### About this exercise
Scan the records for the string "QueueClosed"; copy each line where it occurs.

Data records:
- - -
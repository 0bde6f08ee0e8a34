//! Bounded receiver -> dispatcher queue
//!
//! A single FIFO channel with one consumer. When it is full the producer
//! either waits (`block`) or discards the incoming message (`drop_newest`).

use std::sync::Arc;

use async_channel::{bounded, Receiver, Sender, TrySendError};
use contracts::{BackpressurePolicy, LogMessage, QueueConfig};
use tracing::{debug, trace};

use crate::error::{IngestionError, Result};
use crate::metrics::IngestionMetrics;

/// Consumer side of the queue
pub type MessageReceiver = Receiver<LogMessage>;

/// Result of a push
#[derive(Debug, Clone, Copy, PartialEq, Eq)]
pub enum PushOutcome {
    /// The message is in the queue
    Queued,
    /// The queue was full and the message was discarded
    Dropped,
}

/// Producer side of the queue, applying the configured backpressure policy
#[derive(Debug, Clone)]
pub struct MessageSender {
    tx: Sender<LogMessage>,
    policy: BackpressurePolicy,
    metrics: Arc<IngestionMetrics>,
}

/// Create the queue described by `config`
pub fn message_queue(
    config: &QueueConfig,
    metrics: Arc<IngestionMetrics>,
) -> (MessageSender, MessageReceiver) {
    let (tx, rx) = bounded(config.capacity);
    let sender = MessageSender {
        tx,
        policy: config.policy,
        metrics,
    };
    (sender, rx)
}

impl MessageSender {
    /// Enqueue a message
    ///
    /// # Errors
    /// [`IngestionError::QueueClosed`] once the receiving side is gone
    pub async fn push(&self, message: LogMessage) -> Result<PushOutcome> {
        let outcome = match self.policy {
            BackpressurePolicy::Block => {
                self.tx
                    .send(message)
                    .await
                    .map_err(|_| IngestionError::QueueClosed)?;
                PushOutcome::Queued
            }
            BackpressurePolicy::DropNewest => match self.tx.try_send(message) {
                Ok(()) => PushOutcome::Queued,
                Err(TrySendError::Full(dropped)) => {
                    debug!(hostname = %dropped.hostname(), "queue full, message dropped");
                    PushOutcome::Dropped
                }
                Err(TrySendError::Closed(_)) => return Err(IngestionError::QueueClosed),
            },
        };

        match outcome {
            PushOutcome::Queued => self.metrics.record_queued(),
            PushOutcome::Dropped => self.metrics.record_dropped(),
        }
        self.metrics.update_queue_len(self.tx.len());
        trace!(outcome = ?outcome, "message pushed");
        Ok(outcome)
    }
}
- - -
### Answer
    /// [`IngestionError::QueueClosed`] once the receiving side is gone
                    .map_err(|_| IngestionError::QueueClosed)?;
                Err(TrySendError::Closed(_)) => return Err(IngestionError::QueueClosed),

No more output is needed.